Private mortgages can be an accumulation of a large number of investors who have pooled their personal or business / investment related funds into a trust account, or single individuals with enough of their own money. These funds are managed by a mortgage brokerage company or a company solely created for the reason of lending out private funds for the purpose of real estate financing.

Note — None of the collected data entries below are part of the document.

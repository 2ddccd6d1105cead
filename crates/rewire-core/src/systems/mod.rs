//! ECS Systems
//!
//! The phases of one round and the schedule that runs them in order:
//! matches, threshold severing, rebuilding, then optional selection.

pub mod matches;
pub mod moran;
pub mod topology;

pub use matches::{play_matches, relationship_change, MatchEngine};
pub use moran::{moran_step, MoranSelector};
pub use topology::{apply_thresholds, rebuild_relationships};

use bevy_ecs::prelude::*;
use bevy_ecs::schedule::ExecutorKind;

use rewire_events::{AgentId, Replacement, RoundRecord};
use rewire_strategies::Match;

use crate::config::SimConfig;
use crate::error::SimError;

/// Resource: fixed per-run parameters read by the round systems
#[derive(Resource, Debug, Clone, PartialEq)]
pub struct RoundParams {
    pub num_rounds: u32,
    pub threshold: i64,
    pub rebuild_chance: f64,
    /// Weight given to rebuilt edges
    pub rebuild_weight: i64,
    pub game_match: Match,
    pub use_moran_process: bool,
}

impl From<&SimConfig> for RoundParams {
    fn from(config: &SimConfig) -> Self {
        Self {
            num_rounds: config.simulation.num_rounds,
            threshold: config.network.threshold,
            rebuild_chance: config.network.rebuild_chance,
            rebuild_weight: config.network.rebuild_weight(),
            game_match: Match::new(config.simulation.num_turns, config.game),
            use_moran_process: config.population.use_moran_process,
        }
    }
}

/// Resource: what happened during the current round
#[derive(Resource, Debug, Default)]
pub struct RoundLog {
    /// 1-based number of the round in progress (0 before the first)
    pub round: u32,
    pub record: RoundRecord,
    pub severed: Vec<(AgentId, AgentId)>,
    pub rebuilt: Vec<(AgentId, AgentId)>,
    pub replacement: Option<Replacement>,
    /// First error raised by a system this round; later phases are skipped
    pub fault: Option<SimError>,
}

impl RoundLog {
    /// Clears the previous round and starts `round`
    pub fn start(&mut self, round: u32) {
        *self = Self {
            round,
            record: RoundRecord::new(round),
            ..Self::default()
        };
    }

    pub fn fail(&mut self, error: impl Into<SimError>) {
        if self.fault.is_none() {
            self.fault = Some(error.into());
        }
    }
}

/// System: advance the round counter and reset the log
pub fn begin_round(mut log: ResMut<RoundLog>) {
    let next = log.round + 1;
    log.start(next);
}

/// Run condition: no system has failed this round
pub fn round_healthy(log: Res<RoundLog>) -> bool {
    log.fault.is_none()
}

/// Run condition: selection is switched on
pub fn moran_enabled(params: Res<RoundParams>) -> bool {
    params.use_moran_process
}

/// Builds the schedule for one round.
///
/// Systems are chained and run on the single-threaded executor, so every
/// draw from `SimRng` happens in the same order on every run.
pub fn build_round_schedule() -> Schedule {
    let mut schedule = Schedule::default();
    schedule.set_executor_kind(ExecutorKind::SingleThreaded);
    schedule.add_systems(
        (
            begin_round,
            play_matches,
            apply_thresholds.run_if(round_healthy),
            rebuild_relationships.run_if(round_healthy),
            moran_step.run_if(moran_enabled).run_if(round_healthy),
        )
            .chain(),
    );
    schedule
}

#[cfg(test)]
mod tests {
    use super::*;
    use crate::components::{LedgerError, PayoffLedger, Population, RelationshipGraph};
    use crate::SimRng;
    use rand::rngs::SmallRng;
    use rand::{Rng, SeedableRng};
    use rewire_strategies::strategies::Cooperator;
    use rewire_strategies::{Game, Strategy};

    fn cooperators(n: usize) -> Vec<Box<dyn Strategy>> {
        (0..n).map(|_| Box::new(Cooperator) as Box<dyn Strategy>).collect()
    }

    fn fitness(population: &Population, amounts: &[i64]) -> PayoffLedger {
        let mut ledger = PayoffLedger::new(population.ids());
        for (i, amount) in amounts.iter().enumerate() {
            ledger.add(&AgentId::for_slot(i), *amount).unwrap();
        }
        ledger
    }

    #[test]
    fn test_params_from_config() {
        let mut config = SimConfig::default();
        config.network.init_weight = 101;
        config.simulation.num_turns = 7;

        let params = RoundParams::from(&config);
        assert_eq!(params.rebuild_weight, 50);
        assert_eq!(params.game_match.turns, 7);
        assert_eq!(params.num_rounds, 20);
        assert!(params.use_moran_process);
    }

    #[test]
    fn test_round_log_keeps_first_fault() {
        let mut log = RoundLog::default();
        log.start(3);
        log.fail(LedgerError::UnknownAgent(AgentId::from("a")));
        log.fail(SimError::Finished(1));

        assert_eq!(log.round, 3);
        assert!(matches!(log.fault, Some(SimError::Ledger(_))));

        log.start(4);
        assert!(log.fault.is_none());
        assert_eq!(log.record.round, 4);
    }

    #[test]
    fn test_begin_round_advances_counter() {
        let mut world = World::new();
        world.insert_resource(RoundLog::default());

        let mut schedule = Schedule::default();
        schedule.add_systems(begin_round);
        schedule.run(&mut world);
        schedule.run(&mut world);

        assert_eq!(world.resource::<RoundLog>().round, 2);
    }

    #[test]
    fn test_rebuild_draws_before_selection() {
        let amounts = [10, 20, 30, 40];
        let population = Population::new(cooperators(4));
        let ledger = fitness(&population, &amounts);
        // No edges, so no matches and 6 absent pairs to roll for
        let graph = RelationshipGraph::new(population.ids()).unwrap();

        let mut world = World::new();
        world.insert_resource(RoundParams {
            num_rounds: 1,
            threshold: 0,
            rebuild_chance: 0.0,
            rebuild_weight: 50,
            game_match: Match::new(1, Game::default()),
            use_moran_process: true,
        });
        world.insert_resource(population);
        world.insert_resource(graph);
        world.insert_resource(ledger);
        world.insert_resource(SimRng(SmallRng::seed_from_u64(21)));
        world.insert_resource(RoundLog::default());

        build_round_schedule().run(&mut world);

        let mut rng = SmallRng::seed_from_u64(21);
        let ids: Vec<AgentId> = (0..4).map(AgentId::for_slot).collect();
        let mut expected_graph = RelationshipGraph::new(ids).unwrap();
        expected_graph.rebuild(0.0, 50, &mut rng);
        let mut expected_population = Population::new(cooperators(4));
        let expected_ledger = fitness(&expected_population, &amounts);
        let expected = MoranSelector::step(&mut expected_population, &expected_ledger, &mut rng);

        let log = world.resource::<RoundLog>();
        assert!(log.fault.is_none());
        assert!(log.rebuilt.is_empty());
        assert!(expected.is_some());
        assert_eq!(log.replacement, expected);
        let mut actual = world.resource::<SimRng>().0.clone();
        assert_eq!(actual.gen::<u64>(), rng.gen::<u64>());
    }
}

To get approved for a private mortgage is not as difficult as to get approved for a mortgage from a lender such as the chartered banks; there are less restrictions in comparison to the other extreme, which are the chartered banks that require detailed information from the borrower, such as employment / source of income, proof of down payment, and a healthy and strong credit score with no recent credit issues. In comparison, the most important item that a private lender looks at is the property that is being purchased; where is it located, what is its condition, and can it be sold if the borrower defaults on their mortgage payments and the private lender has to foreclose and sell the property.

A private mortgage comes with a much higher interest rate and there is a onetime lender fee that must be paid by the borrower of the private mortgage. Normally what happens is that the borrower cannot be approved for a regular mortgage from a bank or the other specialty mortgage lenders, and what is left is a private mortgage. These types of mortgages are contracted to be paid in full in a short period of time, such as one year or less, and they are used many times as a second mortgage to cover up the difference of the down payment that the borrower does not have.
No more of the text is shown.